◆ Assignment ◆
Copy every line of the following data that includes the string "Outcome".

Top of Dataset entries

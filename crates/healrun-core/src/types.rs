//! Core types for the test orchestrator.
//!
//! Execution records, classifications, attempts and the run lifecycle.

use chrono::{DateTime, Utc};
use serde::{Deserialize, Serialize};
use std::path::PathBuf;
use uuid::Uuid;

/// Exit code recorded when the command was killed for exceeding its timeout.
pub const TIMEOUT_EXIT_CODE: i32 = -1;

/// Exit code recorded when the command could not be spawned at all.
pub const SPAWN_ERROR_EXIT_CODE: i32 = -2;

/// Exit code recorded when the command was killed by an external abort.
pub const CANCELLED_EXIT_CODE: i32 = -3;

/// Unique identifier for runs.
/// Uses `UUIDv7` for time-ordered lexicographic sorting.
#[derive(Debug, Clone, PartialEq, Eq, Hash, Serialize, Deserialize)]
#[serde(transparent)]
pub struct Id(pub String);

impl Id {
    pub fn new() -> Self {
        Self(Uuid::now_v7().to_string())
    }

    pub fn from_string(s: impl Into<String>) -> Self {
        Self(s.into())
    }
}

impl Default for Id {
    fn default() -> Self {
        Self::new()
    }
}

impl std::fmt::Display for Id {
    fn fmt(&self, f: &mut std::fmt::Formatter<'_>) -> std::fmt::Result {
        write!(f, "{}", self.0)
    }
}

impl AsRef<str> for Id {
    fn as_ref(&self) -> &str {
        &self.0
    }
}

// --- Execution ---

/// Completion record for a single command execution.
///
/// Expected failure modes (nonzero exit, timeout, spawn failure, abort) are
/// all encoded here rather than surfaced as errors.
#[derive(Debug, Clone, PartialEq, Eq, Serialize, Deserialize)]
pub struct ExecutionRecord {
    pub command: String,
    /// Process exit code, or one of the reserved sentinels.
    pub exit_code: i32,
    /// Signal that terminated the process, if any (unix only).
    #[serde(default, skip_serializing_if = "Option::is_none")]
    pub signal: Option<i32>,
    pub stdout: String,
    pub stderr: String,
    /// Whether either stream exceeded the in-memory capture limit.
    pub truncated: bool,
    pub timed_out: bool,
    pub cancelled: bool,
    /// Spawn failure message when the process never started.
    #[serde(default, skip_serializing_if = "Option::is_none")]
    pub spawn_error: Option<String>,
    pub started_at: DateTime<Utc>,
    pub ended_at: DateTime<Utc>,
    pub duration_ms: u64,
    #[serde(default, skip_serializing_if = "Option::is_none")]
    pub log_path: Option<PathBuf>,
    #[serde(default, skip_serializing_if = "Option::is_none")]
    pub tail_path: Option<PathBuf>,
}

impl ExecutionRecord {
    /// Build a record for a command that never started.
    pub fn spawn_failure(command: impl Into<String>, message: impl Into<String>) -> Self {
        let now = Utc::now();
        Self {
            command: command.into(),
            exit_code: SPAWN_ERROR_EXIT_CODE,
            signal: None,
            stdout: String::new(),
            stderr: String::new(),
            truncated: false,
            timed_out: false,
            cancelled: false,
            spawn_error: Some(message.into()),
            started_at: now,
            ended_at: now,
            duration_ms: 0,
            log_path: None,
            tail_path: None,
        }
    }

    /// Whether the process ran to completion and exited zero.
    pub fn is_clean_exit(&self) -> bool {
        self.exit_code == 0 && !self.timed_out && !self.cancelled && self.spawn_error.is_none()
    }

    /// Stdout and stderr joined for signature scanning.
    pub fn combined_output(&self) -> String {
        if self.stderr.is_empty() {
            self.stdout.clone()
        } else if self.stdout.is_empty() {
            self.stderr.clone()
        } else {
            format!("{}\n{}", self.stdout, self.stderr)
        }
    }
}

// --- Classification ---

/// Kind of environmental failure that warrants a retry.
#[derive(Debug, Clone, Copy, PartialEq, Eq, Serialize, Deserialize)]
#[serde(rename_all = "snake_case")]
pub enum TransientKind {
    NetworkUnreachable,
    CorporateProxyBlock,
    DnsFailure,
    Timeout,
}

impl TransientKind {
    pub fn as_str(&self) -> &'static str {
        match self {
            Self::NetworkUnreachable => "network_unreachable",
            Self::CorporateProxyBlock => "corporate_proxy_block",
            Self::DnsFailure => "dns_failure",
            Self::Timeout => "timeout",
        }
    }
}

/// Outcome of classifying one execution.
#[derive(Debug, Clone, PartialEq, Eq, Serialize, Deserialize)]
#[serde(tag = "kind", rename_all = "snake_case")]
pub enum Classification {
    Success,
    /// The code under test is broken.
    ContentFailure { details: String },
    /// The environment got in the way; retrying may help.
    TransientFailure {
        subtype: TransientKind,
        evidence: String,
    },
    /// The execution environment itself failed.
    InfrastructureFailure { reason: String },
}

impl Classification {
    pub fn is_success(&self) -> bool {
        matches!(self, Self::Success)
    }

    pub fn is_transient(&self) -> bool {
        matches!(self, Self::TransientFailure { .. })
    }

    /// Short label for timelines and logs, e.g. `transient_failure:dns_failure`.
    pub fn label(&self) -> String {
        match self {
            Self::Success => "success".to_string(),
            Self::ContentFailure { .. } => "content_failure".to_string(),
            Self::TransientFailure { subtype, .. } => {
                format!("transient_failure:{}", subtype.as_str())
            }
            Self::InfrastructureFailure { .. } => "infrastructure_failure".to_string(),
        }
    }
}

// --- Remediation ---

/// Outcome of one remediation attempt.
#[derive(Debug, Clone, PartialEq, Eq, Serialize, Deserialize)]
pub struct RemediationResult {
    /// Whether at least one file was changed on disk.
    pub changed: bool,
    /// Paths (relative to the working directory) that were modified.
    pub files: Vec<PathBuf>,
    pub description: String,
}

impl RemediationResult {
    pub fn unchanged(description: impl Into<String>) -> Self {
        Self {
            changed: false,
            files: Vec::new(),
            description: description.into(),
        }
    }

    pub fn applied(files: Vec<PathBuf>, description: impl Into<String>) -> Self {
        Self {
            changed: !files.is_empty(),
            files,
            description: description.into(),
        }
    }
}

// --- Attempts and runs ---

/// One execution cycle of the orchestrator.
#[derive(Debug, Clone, PartialEq, Eq, Serialize, Deserialize)]
pub struct Attempt {
    /// 1-based sequence number, gapless within a run.
    pub sequence: u32,
    pub started_at: DateTime<Utc>,
    pub ended_at: DateTime<Utc>,
    pub duration_ms: u64,
    pub exit_code: i32,
    pub timed_out: bool,
    pub truncated: bool,
    pub stdout: String,
    pub stderr: String,
    #[serde(default, skip_serializing_if = "Option::is_none")]
    pub log_path: Option<PathBuf>,
    #[serde(default, skip_serializing_if = "Option::is_none")]
    pub tail_path: Option<PathBuf>,
    pub classification: Classification,
    pub remediation: Option<RemediationResult>,
}

impl Attempt {
    /// Build an attempt from its execution record and the classification
    /// computed for it. The classification is never recomputed afterwards.
    pub fn from_record(
        sequence: u32,
        record: ExecutionRecord,
        classification: Classification,
    ) -> Self {
        Self {
            sequence,
            started_at: record.started_at,
            ended_at: record.ended_at,
            duration_ms: record.duration_ms,
            exit_code: record.exit_code,
            timed_out: record.timed_out,
            truncated: record.truncated,
            stdout: record.stdout,
            stderr: record.stderr,
            log_path: record.log_path,
            tail_path: record.tail_path,
            classification,
            remediation: None,
        }
    }

    /// Whether a remediation changed files after this attempt.
    pub fn remediation_applied(&self) -> bool {
        self.remediation.as_ref().is_some_and(|r| r.changed)
    }
}

/// Terminal status of a run.
#[derive(Debug, Clone, Copy, PartialEq, Eq, Serialize, Deserialize)]
#[serde(rename_all = "snake_case")]
pub enum RunStatus {
    Passed,
    FailedContent,
    FailedExhausted,
    Aborted,
}

impl RunStatus {
    pub fn as_str(&self) -> &'static str {
        match self {
            Self::Passed => "passed",
            Self::FailedContent => "failed_content",
            Self::FailedExhausted => "failed_exhausted",
            Self::Aborted => "aborted",
        }
    }

    /// Process exit code for calling automation.
    ///
    /// Nonzero codes follow sysexits.h so they never collide with clap's
    /// usage error (2).
    pub fn exit_code(&self) -> i32 {
        match self {
            Self::Passed => 0,
            Self::FailedContent => 1,
            Self::FailedExhausted => 75,
            Self::Aborted => 70,
        }
    }
}

impl std::fmt::Display for RunStatus {
    fn fmt(&self, f: &mut std::fmt::Formatter<'_>) -> std::fmt::Result {
        f.write_str(self.as_str())
    }
}

/// Orchestrator control-loop state.
#[derive(Debug, Clone, Copy, PartialEq, Eq, Serialize, Deserialize)]
#[serde(rename_all = "SCREAMING_SNAKE_CASE")]
pub enum OrchestratorState {
    Pending,
    Running,
    Remediating,
    Retrying,
    Succeeded,
    FailedContent,
    FailedExhausted,
    Aborted,
}

impl OrchestratorState {
    pub fn as_str(&self) -> &'static str {
        match self {
            Self::Pending => "PENDING",
            Self::Running => "RUNNING",
            Self::Remediating => "REMEDIATING",
            Self::Retrying => "RETRYING",
            Self::Succeeded => "SUCCEEDED",
            Self::FailedContent => "FAILED_CONTENT",
            Self::FailedExhausted => "FAILED_EXHAUSTED",
            Self::Aborted => "ABORTED",
        }
    }

    pub fn is_terminal(&self) -> bool {
        matches!(
            self,
            Self::Succeeded | Self::FailedContent | Self::FailedExhausted | Self::Aborted
        )
    }

    /// Whether the state machine permits moving from `self` to `next`.
    ///
    /// `Remediating -> Running` and `Retrying -> Running` are the only
    /// re-entrant edges. Any live state may abort.
    pub fn can_transition_to(&self, next: Self) -> bool {
        match (self, next) {
            (Self::Pending, Self::Running) => true,
            (
                Self::Running,
                Self::Succeeded
                | Self::Remediating
                | Self::Retrying
                | Self::FailedContent
                | Self::FailedExhausted,
            ) => true,
            (Self::Remediating, Self::Running | Self::FailedContent) => true,
            (Self::Retrying, Self::Running) => true,
            (from, Self::Aborted) => !from.is_terminal(),
            _ => false,
        }
    }

    /// The terminal state that corresponds to a run status.
    pub fn terminal_for(status: RunStatus) -> Self {
        match status {
            RunStatus::Passed => Self::Succeeded,
            RunStatus::FailedContent => Self::FailedContent,
            RunStatus::FailedExhausted => Self::FailedExhausted,
            RunStatus::Aborted => Self::Aborted,
        }
    }
}

#[cfg(test)]
mod tests {
    use super::*;

    fn record(exit_code: i32) -> ExecutionRecord {
        let now = Utc::now();
        ExecutionRecord {
            command: "true".to_string(),
            exit_code,
            signal: None,
            stdout: "out".to_string(),
            stderr: String::new(),
            truncated: false,
            timed_out: false,
            cancelled: false,
            spawn_error: None,
            started_at: now,
            ended_at: now,
            duration_ms: 5,
            log_path: None,
            tail_path: None,
        }
    }

    #[test]
    fn classification_serializes_with_kind_tag() {
        let c = Classification::TransientFailure {
            subtype: TransientKind::DnsFailure,
            evidence: "getaddrinfo ENOTFOUND".to_string(),
        };
        let json = serde_json::to_value(&c).unwrap();
        assert_eq!(json["kind"], "transient_failure");
        assert_eq!(json["subtype"], "dns_failure");

        let json = serde_json::to_value(Classification::Success).unwrap();
        assert_eq!(json["kind"], "success");
    }

    #[test]
    fn classification_labels() {
        assert_eq!(Classification::Success.label(), "success");
        let c = Classification::TransientFailure {
            subtype: TransientKind::CorporateProxyBlock,
            evidence: String::new(),
        };
        assert_eq!(c.label(), "transient_failure:corporate_proxy_block");
        assert!(c.is_transient());
    }

    #[test]
    fn clean_exit_requires_zero_and_no_flags() {
        assert!(record(0).is_clean_exit());
        assert!(!record(1).is_clean_exit());

        let mut timed_out = record(0);
        timed_out.timed_out = true;
        assert!(!timed_out.is_clean_exit());

        let spawn = ExecutionRecord::spawn_failure("nope", "not found");
        assert_eq!(spawn.exit_code, SPAWN_ERROR_EXIT_CODE);
        assert!(!spawn.is_clean_exit());
    }

    #[test]
    fn combined_output_joins_streams() {
        let mut r = record(1);
        r.stderr = "err".to_string();
        assert_eq!(r.combined_output(), "out\nerr");
        r.stdout.clear();
        assert_eq!(r.combined_output(), "err");
    }

    #[test]
    fn attempt_takes_fields_from_record() {
        let attempt = Attempt::from_record(3, record(1), Classification::Success);
        assert_eq!(attempt.sequence, 3);
        assert_eq!(attempt.exit_code, 1);
        assert_eq!(attempt.stdout, "out");
        assert!(attempt.remediation.is_none());
        assert!(!attempt.remediation_applied());
    }

    #[test]
    fn remediation_applied_requires_files() {
        assert!(!RemediationResult::applied(Vec::new(), "nothing").changed);
        let r = RemediationResult::applied(vec![PathBuf::from("src/a.rs")], "fix");
        assert!(r.changed);
    }

    #[test]
    fn run_status_exit_codes_are_distinct() {
        let codes = [
            RunStatus::Passed.exit_code(),
            RunStatus::FailedContent.exit_code(),
            RunStatus::FailedExhausted.exit_code(),
            RunStatus::Aborted.exit_code(),
        ];
        assert_eq!(codes[0], 0);
        for (i, a) in codes.iter().enumerate() {
            for b in &codes[i + 1..] {
                assert_ne!(a, b);
            }
        }
    }

    #[test]
    fn state_machine_edges() {
        use OrchestratorState::*;
        assert!(Pending.can_transition_to(Running));
        assert!(Running.can_transition_to(Remediating));
        assert!(Remediating.can_transition_to(Running));
        assert!(Retrying.can_transition_to(Running));
        assert!(Running.can_transition_to(Succeeded));
        assert!(Retrying.can_transition_to(Aborted));

        assert!(!Pending.can_transition_to(Succeeded));
        assert!(!Retrying.can_transition_to(Remediating));
        assert!(!Succeeded.can_transition_to(Running));
        assert!(!Aborted.can_transition_to(Aborted));
    }

    #[test]
    fn id_is_time_ordered() {
        let a = Id::new();
        std::thread::sleep(std::time::Duration::from_millis(2));
        let b = Id::new();
        assert!(a.0 < b.0);
    }
}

Bottom of Dataset entries

◆ Expected output ◆
/// Outcome of classifying one execution.
/// Outcome of one remediation attempt.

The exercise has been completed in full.